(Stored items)
◇ ◇ ◇ ◇ ◇ ◇ ◇
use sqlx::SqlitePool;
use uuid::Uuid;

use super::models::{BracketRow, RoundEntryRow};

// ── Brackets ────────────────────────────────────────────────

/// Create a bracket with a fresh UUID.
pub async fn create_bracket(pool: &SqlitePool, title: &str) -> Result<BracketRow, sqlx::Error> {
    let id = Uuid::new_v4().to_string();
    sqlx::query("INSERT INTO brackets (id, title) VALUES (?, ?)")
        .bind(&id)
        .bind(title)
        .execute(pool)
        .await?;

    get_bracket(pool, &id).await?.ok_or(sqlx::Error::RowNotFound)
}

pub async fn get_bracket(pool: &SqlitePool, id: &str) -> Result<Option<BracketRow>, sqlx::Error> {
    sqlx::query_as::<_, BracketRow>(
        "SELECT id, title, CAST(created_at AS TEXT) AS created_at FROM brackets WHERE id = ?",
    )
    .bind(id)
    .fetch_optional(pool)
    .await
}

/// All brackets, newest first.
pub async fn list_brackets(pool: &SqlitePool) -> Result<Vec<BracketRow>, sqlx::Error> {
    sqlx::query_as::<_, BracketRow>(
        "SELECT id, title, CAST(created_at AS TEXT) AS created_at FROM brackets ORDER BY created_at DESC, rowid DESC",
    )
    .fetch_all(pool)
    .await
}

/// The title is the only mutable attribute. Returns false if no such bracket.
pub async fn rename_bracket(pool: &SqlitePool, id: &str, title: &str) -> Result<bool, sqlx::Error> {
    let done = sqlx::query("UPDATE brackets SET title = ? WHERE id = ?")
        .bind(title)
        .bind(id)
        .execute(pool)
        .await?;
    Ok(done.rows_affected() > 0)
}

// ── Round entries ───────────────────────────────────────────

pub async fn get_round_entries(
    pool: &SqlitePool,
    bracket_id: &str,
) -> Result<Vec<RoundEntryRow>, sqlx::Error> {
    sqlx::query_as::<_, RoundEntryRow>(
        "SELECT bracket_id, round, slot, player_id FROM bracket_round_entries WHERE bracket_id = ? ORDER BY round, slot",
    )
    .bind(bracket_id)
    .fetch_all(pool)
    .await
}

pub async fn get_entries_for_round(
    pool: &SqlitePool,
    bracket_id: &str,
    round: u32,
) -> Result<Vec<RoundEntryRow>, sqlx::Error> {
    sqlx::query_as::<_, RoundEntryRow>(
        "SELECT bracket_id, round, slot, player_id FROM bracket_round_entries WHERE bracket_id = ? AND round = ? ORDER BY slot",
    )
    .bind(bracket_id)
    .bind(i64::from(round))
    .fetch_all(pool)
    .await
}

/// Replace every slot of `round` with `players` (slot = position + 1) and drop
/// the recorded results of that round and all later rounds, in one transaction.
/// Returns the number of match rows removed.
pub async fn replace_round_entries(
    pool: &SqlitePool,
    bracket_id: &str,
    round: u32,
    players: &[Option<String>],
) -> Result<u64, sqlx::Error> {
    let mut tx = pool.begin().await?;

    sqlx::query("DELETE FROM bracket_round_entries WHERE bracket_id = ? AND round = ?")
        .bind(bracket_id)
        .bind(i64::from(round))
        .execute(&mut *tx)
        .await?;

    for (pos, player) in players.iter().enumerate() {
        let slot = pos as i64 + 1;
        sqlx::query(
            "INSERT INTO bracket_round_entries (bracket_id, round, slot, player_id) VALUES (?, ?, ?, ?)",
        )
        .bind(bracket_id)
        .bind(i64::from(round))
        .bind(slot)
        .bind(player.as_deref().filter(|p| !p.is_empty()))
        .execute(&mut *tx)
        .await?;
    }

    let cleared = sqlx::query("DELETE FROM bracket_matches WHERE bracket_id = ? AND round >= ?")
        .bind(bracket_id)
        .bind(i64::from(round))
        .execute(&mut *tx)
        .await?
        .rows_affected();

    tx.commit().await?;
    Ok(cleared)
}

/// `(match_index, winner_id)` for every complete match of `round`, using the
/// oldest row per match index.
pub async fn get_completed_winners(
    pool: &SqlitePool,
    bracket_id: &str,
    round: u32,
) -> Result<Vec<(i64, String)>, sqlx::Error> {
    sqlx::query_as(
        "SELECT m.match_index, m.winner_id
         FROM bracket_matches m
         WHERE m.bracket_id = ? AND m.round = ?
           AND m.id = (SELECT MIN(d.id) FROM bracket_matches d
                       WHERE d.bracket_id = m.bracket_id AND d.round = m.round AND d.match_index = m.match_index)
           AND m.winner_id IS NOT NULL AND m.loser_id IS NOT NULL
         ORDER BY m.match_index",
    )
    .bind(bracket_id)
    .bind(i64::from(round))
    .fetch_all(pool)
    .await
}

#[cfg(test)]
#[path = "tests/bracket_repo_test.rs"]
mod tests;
◇ ◇ ◇ ◇ ◇ ◇ ◇
All of the records shown above should be reproduced exactly.

* [Answer section]:
use sqlx::SqlitePool;
use uuid::Uuid;

use super::models::{BracketRow, RoundEntryRow};

// ── Brackets ────────────────────────────────────────────────

/// Create a bracket with a fresh UUID.
pub async fn create_bracket(pool: &SqlitePool, title: &str) -> Result<BracketRow, sqlx::Error> {
    let id = Uuid::new_v4().to_string();
    sqlx::query("INSERT INTO brackets (id, title) VALUES (?, ?)")
        .bind(&id)
        .bind(title)
        .execute(pool)
        .await?;

    get_bracket(pool, &id).await?.ok_or(sqlx::Error::RowNotFound)
}

pub async fn get_bracket(pool: &SqlitePool, id: &str) -> Result<Option<BracketRow>, sqlx::Error> {
    sqlx::query_as::<_, BracketRow>(
        "SELECT id, title, CAST(created_at AS TEXT) AS created_at FROM brackets WHERE id = ?",
    )
    .bind(id)
    .fetch_optional(pool)
    .await
}

/// All brackets, newest first.
pub async fn list_brackets(pool: &SqlitePool) -> Result<Vec<BracketRow>, sqlx::Error> {
    sqlx::query_as::<_, BracketRow>(
        "SELECT id, title, CAST(created_at AS TEXT) AS created_at FROM brackets ORDER BY created_at DESC, rowid DESC",
    )
    .fetch_all(pool)
    .await
}

/// The title is the only mutable attribute. Returns false if no such bracket.
pub async fn rename_bracket(pool: &SqlitePool, id: &str, title: &str) -> Result<bool, sqlx::Error> {
    let done = sqlx::query("UPDATE brackets SET title = ? WHERE id = ?")
        .bind(title)
        .bind(id)
        .execute(pool)
        .await?;
    Ok(done.rows_affected() > 0)
}

// ── Round entries ───────────────────────────────────────────

pub async fn get_round_entries(
    pool: &SqlitePool,
    bracket_id: &str,
) -> Result<Vec<RoundEntryRow>, sqlx::Error> {
    sqlx::query_as::<_, RoundEntryRow>(
        "SELECT bracket_id, round, slot, player_id FROM bracket_round_entries WHERE bracket_id = ? ORDER BY round, slot",
    )
    .bind(bracket_id)
    .fetch_all(pool)
    .await
}

pub async fn get_entries_for_round(
    pool: &SqlitePool,
    bracket_id: &str,
    round: u32,
) -> Result<Vec<RoundEntryRow>, sqlx::Error> {
    sqlx::query_as::<_, RoundEntryRow>(
        "SELECT bracket_id, round, slot, player_id FROM bracket_round_entries WHERE bracket_id = ? AND round = ? ORDER BY slot",
    )
    .bind(bracket_id)
    .bind(i64::from(round))
    .fetch_all(pool)
    .await
}

/// Replace every slot of `round` with `players` (slot = position + 1) and drop
/// the recorded results of that round and all later rounds, in one transaction.
/// Returns the number of match rows removed.
pub async fn replace_round_entries(
    pool: &SqlitePool,
    bracket_id: &str,
    round: u32,
    players: &[Option<String>],
) -> Result<u64, sqlx::Error> {
    let mut tx = pool.begin().await?;

    sqlx::query("DELETE FROM bracket_round_entries WHERE bracket_id = ? AND round = ?")
        .bind(bracket_id)
        .bind(i64::from(round))
        .execute(&mut *tx)
        .await?;

    for (pos, player) in players.iter().enumerate() {
        let slot = pos as i64 + 1;
        sqlx::query(
            "INSERT INTO bracket_round_entries (bracket_id, round, slot, player_id) VALUES (?, ?, ?, ?)",
        )
        .bind(bracket_id)
        .bind(i64::from(round))
        .bind(slot)
        .bind(player.as_deref().filter(|p| !p.is_empty()))
        .execute(&mut *tx)
        .await?;
    }

    let cleared = sqlx::query("DELETE FROM bracket_matches WHERE bracket_id = ? AND round >= ?")
        .bind(bracket_id)
        .bind(i64::from(round))
        .execute(&mut *tx)
        .await?
        .rows_affected();

    tx.commit().await?;
    Ok(cleared)
}

/// `(match_index, winner_id)` for every complete match of `round`, using the
/// oldest row per match index.
pub async fn get_completed_winners(
    pool: &SqlitePool,
    bracket_id: &str,
    round: u32,
) -> Result<Vec<(i64, String)>, sqlx::Error> {
    sqlx::query_as(
        "SELECT m.match_index, m.winner_id
         FROM bracket_matches m
         WHERE m.bracket_id = ? AND m.round = ?
           AND m.id = (SELECT MIN(d.id) FROM bracket_matches d
                       WHERE d.bracket_id = m.bracket_id AND d.round = m.round AND d.match_index = m.match_index)
           AND m.winner_id IS NOT NULL AND m.loser_id IS NOT NULL
         ORDER BY m.match_index",
    )
    .bind(bracket_id)
    .bind(i64::from(round))
    .fetch_all(pool)
    .await
}

#[cfg(test)]
#[path = "tests/bracket_repo_test.rs"]
mod tests;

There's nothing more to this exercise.